Ali yazar Veli bozar misali, bir kurumun altyapı çalışması yapıp kapattığı yeri kısa bir süre sonra başka bir kurum kazar. O çalışmasını bitirip kapattıktan sonra ise başkası…

Aynı sokak, aynı cadde defalarca kazılır, asfaltlanır.

Bir kısır döngüdür sürer gider…

Çileyi çekmek de biz vatandaşlara düşer…

Tıpkı şu sıralar olduğu gibi…

Malum, çevre dostu doğalgaz Antalya’ya da geldi. Kepez’den başladı, şimdi Muratpaşa’da birçok mahallede harala gürele doğalgaz hatları çekiliyor, apartman bağlantıları filan yapılıyor.

Eviniz Muratpaşa İlçesi sınırlarındaki Sedir, Cumhuriyet, Dutlubahçe, Konuksever, Etiler, Muratpaşa, Üçgen, Kızılsaray ve Kızılarık mahallelerinde ise şu sıralar günler boyu süren iş makinelerinin gürültüsüyle haşır neşirsiniz demektir. Hadi hafta arası neyse de hafta sonları dahi sabahın köründe başlayan, bitmek tükenmek bilmeyen bu gürültü gerçekten de dayanılacak gibi değil.
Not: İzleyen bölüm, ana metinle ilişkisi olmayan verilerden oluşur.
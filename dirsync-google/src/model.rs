//! Admin SDK Directory API payloads (the fields dirsync reads).

use serde::Deserialize;

use dirsync_core::{Email, GroupName, SourceGroup, SourceMember, SourceUser};

#[derive(Debug, Deserialize)]
#[serde(rename_all = "camelCase")]
pub struct UsersPage {
    #[serde(default)]
    pub users: Vec<ApiUser>,
    #[serde(default)]
    pub next_page_token: Option<String>,
}

#[derive(Debug, Deserialize)]
#[serde(rename_all = "camelCase")]
pub struct ApiUser {
    pub primary_email: String,
    #[serde(default)]
    pub name: Option<ApiUserName>,
}

#[derive(Debug, Default, Deserialize)]
#[serde(rename_all = "camelCase")]
pub struct ApiUserName {
    #[serde(default)]
    pub given_name: String,
    #[serde(default)]
    pub family_name: String,
}

#[derive(Debug, Deserialize)]
#[serde(rename_all = "camelCase")]
pub struct GroupsPage {
    #[serde(default)]
    pub groups: Vec<ApiGroup>,
    #[serde(default)]
    pub next_page_token: Option<String>,
}

#[derive(Debug, Deserialize)]
pub struct ApiGroup {
    pub id: String,
    pub name: String,
}

#[derive(Debug, Deserialize)]
#[serde(rename_all = "camelCase")]
pub struct MembersPage {
    #[serde(default)]
    pub members: Vec<ApiMember>,
    #[serde(default)]
    pub next_page_token: Option<String>,
}

/// A group member. Members of type `CUSTOMER` carry no email.
#[derive(Debug, Deserialize)]
pub struct ApiMember {
    #[serde(default)]
    pub email: Option<String>,
    #[serde(rename = "type", default)]
    pub kind: Option<String>,
}

/// Pages that carry a continuation token.
pub trait Page {
    type Item;

    fn into_parts(self) -> (Vec<Self::Item>, Option<String>);
}

impl Page for UsersPage {
    type Item = ApiUser;

    fn into_parts(self) -> (Vec<ApiUser>, Option<String>) {
        (self.users, self.next_page_token)
    }
}

impl Page for GroupsPage {
    type Item = ApiGroup;

    fn into_parts(self) -> (Vec<ApiGroup>, Option<String>) {
        (self.groups, self.next_page_token)
    }
}

impl Page for MembersPage {
    type Item = ApiMember;

    fn into_parts(self) -> (Vec<ApiMember>, Option<String>) {
        (self.members, self.next_page_token)
    }
}

impl From<ApiUser> for SourceUser {
    fn from(user: ApiUser) -> Self {
        let name = user.name.unwrap_or_default();
        SourceUser {
            primary_email: Email(user.primary_email),
            given_name: name.given_name,
            family_name: name.family_name,
        }
    }
}

impl From<ApiGroup> for SourceGroup {
    fn from(group: ApiGroup) -> Self {
        SourceGroup {
            id: group.id,
            name: GroupName(group.name),
        }
    }
}

impl ApiMember {
    /// `None` for members the target cannot correlate (no email).
    pub fn into_source_member(self) -> Option<SourceMember> {
        match self.email {
            Some(email) => Some(SourceMember {
                email: Email(email),
            }),
            None => {
                tracing::debug!(
                    kind = self.kind.as_deref().unwrap_or("unknown"),
                    "skipping group member without email"
                );
                None
            }
        }
    }
}
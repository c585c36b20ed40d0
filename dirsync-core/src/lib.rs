//! dirsync core library: directory domain types, port traits, errors, config.
//!
//! Public API surface:
//! - [`types`]: newtypes and directory entities for both sides
//! - [`port`]: [`SourceDirectory`] / [`TargetDirectory`] traits
//! - [`error`]: [`DirectoryError`], [`ConfigError`]
//! - [`config`]: YAML config load / validate / credential loading

pub mod config;
pub mod error;
pub mod port;
pub mod types;

pub use config::{LogFormat, LookupErrorPolicy, SyncConfig};
pub use error::{ConfigError, DirectoryError};
pub use port::{LookupOutcome, SourceDirectory, TargetDirectory};
pub use types::{
    Email, GroupName, NewUser, SourceGroup, SourceMember, SourceUser, TargetGroup, TargetUser,
    UserName,
};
Sonuçta ‘her nimetin bir külfeti olur’ diyerek sineye çekiyoruz ancak şebekenin sokağa getirilmesinden ve kazılan yerlerin kapatılmasından sonra aynı sokakta belirsiz aralıklarla bu kez apartman bağlantıları için kazılar yapılması sinir bozucu…

Anlayamadığım şey, bunun ana şebeke sokağa getirildiğinde değil de sonradan yapılması…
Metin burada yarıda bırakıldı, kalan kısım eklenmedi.